One particularly clever theorist had suggested that the dead, if cogent in any form, would be emotionless due to a lack of the chemicals which stir, alter, form, and shape what one might consider to be the base of feelings.. She had particularly liked this idea, and felt a mild distress that it was wrong, a distress which looped itself around by the essentially eternal act of being a feeling about the misfortune of the existence of feelings.. It was a mind trap, of sorts.. Mother Sarah had hated them as a novitiate, despised them as a priestess, and never given in to them even in those strange, despairing-but-curious last few days before death from her wounds.

If, at the thought of dusty, broken bones holding the unwilling consciousness of a once-living human, one notes a pang of drumming disquiet in the viscera, one is not blamed.. In fact, if one6 feels just a touch of the disquietingly corporeal touch of cosmic horror, etching itself lightly into the stress patterns of the spinal column, crawling languid, insectile, a disease-bearing arthropod burrowing unerringly into certain parts of your brain which were never intended to be alight with thought except in the case of mind-threatening injury–

–one ought be ashamed.. It turns out that persistent consciousness, post-unmortality, is a gift from (who else?) the benevolent Gods, themselves.

How in the world (pardon: how in the unworld, that spiritual plane which is most easily defined in mortal terms by being the place where all things of flesh and mattter are not)–however in the nonworld might the Gods be expected to provide the end-user with an optimal experience of afterlife without being able to monitor every aspect of what the living self might have desired?

One might be dead; but to the Gods, death hardly invalidates your agreement to the Terms of Service.. The Gods, kindly, powerful, wise, and doing their best with the finest minds they’re able to consume, have a moral and practical responsibility to provide the material world with a vital experience curated to the desires of those who dwell within.. If that requires harnessing the remarkable ability of the consciousness, properly stimulated, to respond as if it were represented by a living body and not a pile of calcite matter or, in certain cases, dust—then surely no-one who wishes good for humanity might object.
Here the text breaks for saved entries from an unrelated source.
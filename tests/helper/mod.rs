//! Throwaway monorepo fixtures

#![allow(dead_code)]

use std::collections::BTreeMap;
use std::fs;
use std::path::{Path, PathBuf};

use serde_json::json;
use tempfile::TempDir;

/// A repository laid out like an SDK monorepo, living in a temp directory
pub struct Repo {
    dir: TempDir,
}

impl Repo {
    pub fn new() -> Self {
        Self {
            dir: TempDir::new().unwrap(),
        }
    }

    pub fn root(&self) -> &Path {
        self.dir.path()
    }

    pub fn write(&self, relative: &str, content: &str) -> &Self {
        let path = self.root().join(relative);
        fs::create_dir_all(path.parent().unwrap()).unwrap();
        fs::write(path, content).unwrap();
        self
    }

    pub fn read(&self, relative: &str) -> String {
        fs::read_to_string(self.root().join(relative)).unwrap()
    }

    pub fn project_path(module: &str) -> String {
        format!("sdk/group/{module}/{module}.xcodeproj/project.pbxproj")
    }

    pub fn pod_path(module: &str) -> String {
        format!("sdk/group/{module}/{module}.podspec.json")
    }

    /// Project file with a Debug and a Release build setting
    pub fn with_project(&self, module: &str, version: &str) -> &Self {
        self.with_project_versions(module, version, version)
    }

    pub fn with_project_versions(&self, module: &str, debug: &str, release: &str) -> &Self {
        let content = format!(
            r#"// !$*UTF8*$!
{{
	objects = {{
		0A1 /* Debug */ = {{
			buildSettings = {{
				DYLIB_CURRENT_VERSION = 1;
				MARKETING_VERSION = {debug};
				PRODUCT_NAME = {module};
			}};
		}};
		0A2 /* Release */ = {{
			buildSettings = {{
				MARKETING_VERSION = "{release}";
				PRODUCT_NAME = {module};
			}};
		}};
	}};
}}
"#
        );
        self.write(&Self::project_path(module), &content)
    }

    /// Pod manifest depending on `dependencies` at the same version
    pub fn with_pod(&self, module: &str, version: &str, dependencies: &[&str]) -> &Self {
        let mut deps = serde_json::Map::new();
        for dependency in dependencies {
            deps.insert(dependency.to_string(), json!([format!("~> {version}")]));
        }
        let manifest = json!({
            "name": module,
            "version": version,
            "summary": "Module for the SDK",
            "source": {
                "git": "https://github.com/example/sdk.git",
                "tag": format!("{module}_{version}")
            },
            "dependencies": deps
        });
        self.write(
            &Self::pod_path(module),
            &serde_json::to_string_pretty(&manifest).unwrap(),
        )
    }

    pub fn with_package(&self, modules: &[&str]) -> &Self {
        let libraries: String = modules
            .iter()
            .map(|m| format!("        .library(name: \"{m}\", targets: [\"{m}\"]),\n"))
            .collect();
        let content = format!(
            "// swift-tools-version:5.3\nimport PackageDescription\n\nlet package = Package(\n    name: \"SDK\",\n    products: [\n{libraries}    ]\n)\n"
        );
        self.write("Package.swift", &content)
    }

    /// Every file under the root with its content
    pub fn snapshot(&self) -> BTreeMap<PathBuf, String> {
        let mut files = BTreeMap::new();
        collect(self.root(), self.root(), &mut files);
        files
    }
}

fn collect(root: &Path, dir: &Path, files: &mut BTreeMap<PathBuf, String>) {
    for entry in fs::read_dir(dir).unwrap() {
        let path = entry.unwrap().path();
        if path.is_dir() {
            collect(root, &path, files);
        } else {
            let relative = path.strip_prefix(root).unwrap().to_path_buf();
            files.insert(relative, fs::read_to_string(&path).unwrap());
        }
    }
}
The spirit is allowed, encouraged, no, actually, empowered to wander the Metaverse.. With sufficient focus, the inconvenient post-human in its place of easeless rest essentially has, by design, a connection with the former flesh which is unhealthy.. Magic has trouble reaching the soul, the Gods have trouble giving the remnant consciousness the appropriate stimuli, and relatives weep over someone who is (though they do not know it) still essentially there, thus wasting grief on someone who has perversely chosen to remain tied to the unpleasantness of the embodied experience when given ever opportunity to float, dream-style, through worlds which are far better, if, technically, so layered in assorted beautiful semi-replicas of truth that they are, if one must be vulgar about it, lies.

Mother Sarah suffered needlessly.. But the Gods would help her.. Every day, particularly when her spirit—that is, both her morale, and her postmortal conscious presence—was it its lowest point, they offered her kindly advice as to how to exist in a world where she would not be frustrated or paine by something as flawed and unpleasant as that which, objectively speaking, one might consider real.

Surely, when one is dead, one ought to be allowed to dream that one is in heaven, rather than making a conscious effort to remember that one is actually a pile of skeletal remains trapped forever in a box.

Who would sacrifice the freedom of infinite fantasy for the terrors of truth?

No-one, eventually.. It didn’t make any sense.. And, indeed, that was all the Gods asked: that she participate in the enthralling fantasies of the spirit world, instead of locking herself into the ugliness of a real world which would, in time, be wholly eradicated anyway.

At least Mother Sarah would suffer for her perversity.. Though the Gods, respectful of privacy, did not track which souls refused their gifts, they knew, statistically, that Reality could be eradicated with enough civic-minded community spirit.. The fleshly world in which they, as spiritual beings, had no true power, could be erased by those temporarily trapped in skin, until it became unimportant, and the Gods could then give all mortals all the things they truly wanted.

It saddened the Gods that some questioned their benevolence; but deviance can be weeded out of the gene pool through sufficient incentive and/or spells of death, fear, and plague.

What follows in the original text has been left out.